When gold price soars, it also offers ample scope for top-up loans. The lenders will be able to provide additional funding to the existing customers against the same amount of pledged gold. The cardinal principle that governs this business is the loan-to-value (LTV) ratio fixed by the RBI. It allows proportionate hike in loan amount when gold value increases, which ultimately results in the loan portfolio growth.
Second is digitalization. After the advent of new-age gold loan NBFCs, gold loans have become a faster and convenient route for people across rural as well as urban markets. Further, growing lender-fintech partnerships are effectively addressing legacy issues by launching cutting-edge solutions that are more compliance-driven and customer-friendly. It also alleviated the stigma attached to pledging gold, which is traditionally being considered as an auspicious cultural asset.
Third is RBI’s cap on unsecured retail lending by the regulated entities. As a result, availability of personal loans has become limited and expensive for sub-prime customers, and they were forced to look for alternatives such as gold loans and home loans for emergency funding needs.
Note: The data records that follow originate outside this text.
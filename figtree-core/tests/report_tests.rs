// Tests for component extraction and stub generation

use figtree_core::document::Node;
use figtree_core::report::{extract_components, render_component_stub, save_stub};
use serde_json::Map;
use tempfile::TempDir;

fn node(kind: &str, name: Option<&str>, children: Vec<Node>) -> Node {
    Node {
        kind: kind.to_string(),
        name: name.map(str::to_string),
        children,
        extra: Map::new(),
    }
}

// ============================================================================
// Component Extraction Tests
// ============================================================================

#[test]
fn test_extract_components_filters_and_preserves_order() {
    let page = node(
        "CANVAS",
        Some("Page 1"),
        vec![
            node("FRAME", Some("Header"), vec![]),
            node("COMPONENT", Some("A"), vec![]),
            node("COMPONENT", Some("B"), vec![]),
        ],
    );

    let components = extract_components(&page);

    assert_eq!(components.len(), 2);
    assert_eq!(components[0].name.as_deref(), Some("A"));
    assert_eq!(components[1].name.as_deref(), Some("B"));
}

#[test]
fn test_extract_components_is_one_level_only() {
    // A component nested inside a frame is not a page-level component.
    let page = node(
        "CANVAS",
        Some("Page 1"),
        vec![node(
            "FRAME",
            Some("Header"),
            vec![node("COMPONENT", Some("Nested"), vec![])],
        )],
    );

    let components = extract_components(&page);

    assert!(components.is_empty());
}

#[test]
fn test_extract_components_empty_page() {
    let page = node("CANVAS", Some("Page 1"), vec![]);

    assert!(extract_components(&page).is_empty());
}

// ============================================================================
// Stub Rendering Tests
// ============================================================================

#[test]
fn test_render_component_stub_exact_output() {
    let button = node("COMPONENT", Some("Button"), vec![]);
    let card = node("COMPONENT", Some("Card"), vec![]);

    let stub = render_component_stub(&[&button, &card]);

    assert_eq!(stub, "<div>Button</div>\n<div>Card</div>\n");
}

#[test]
fn test_render_component_stub_empty_input() {
    assert_eq!(render_component_stub(&[]), "");
}

#[test]
fn test_render_component_stub_unnamed_component() {
    let anonymous = node("COMPONENT", None, vec![]);

    assert_eq!(render_component_stub(&[&anonymous]), "<div></div>\n");
}

#[test]
fn test_render_component_stub_does_not_escape_names() {
    let spiky = node("COMPONENT", Some("A<b> & friends"), vec![]);

    assert_eq!(
        render_component_stub(&[&spiky]),
        "<div>A<b> & friends</div>\n"
    );
}

// ============================================================================
// Stub Save Tests
// ============================================================================

#[test]
fn test_save_stub_writes_verbatim() {
    let dir = TempDir::new().unwrap();
    let path = dir.path().join("ui.js");

    save_stub("<div>Button</div>\n", &path).unwrap();

    assert_eq!(std::fs::read_to_string(&path).unwrap(), "<div>Button</div>\n");
}

#[test]
fn test_save_stub_overwrites_existing_file() {
    let dir = TempDir::new().unwrap();
    let path = dir.path().join("ui.js");

    save_stub("<div>Old</div>\n", &path).unwrap();
    save_stub("<div>New</div>\n", &path).unwrap();

    assert_eq!(std::fs::read_to_string(&path).unwrap(), "<div>New</div>\n");
}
Fourth is regulatory reforms. The banking regulator (RBI) has made the segment safer, secure and customer-friendly by enforcing clear protocols and guidelines on purity, valuation, storage, and auction of the collateral. The tiered LTV ratio, based on loan ticket size, is another remarkable step that ensures a level-playing field between all stakeholders.
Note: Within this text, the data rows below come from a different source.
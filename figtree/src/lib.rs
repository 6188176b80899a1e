// Include handlers module directly from handlers.rs
#[path = "handlers.rs"]
pub mod handlers;

// Re-export commonly used handler functions for convenience
pub use handlers::{mask_token, resolve_path};

// Re-export run plumbing from figtree-core
pub use figtree_core::run::{RunOptions, RunSummary, execute_run};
Thus, organized gold loan market has grown spectacularly on high gold prices, robust GDP growth, expanding domestic consumption, higher credit demand, and RBI’s reforms. According to an ICRA study, the organised gold loan business was expected to reach Rs 15 lakh crore by March 2026 – a timeline much ahead of previously estimated– as banks and NBFCs were competitively strengthening their position in the market. The unabated gold rally is the prime reason for the lenders’ renewed vigour as it opens up one of the safest lending avenues for them. The market is now projected to reach Rs 18 lakh crore by the end of the current fiscal year (FY27).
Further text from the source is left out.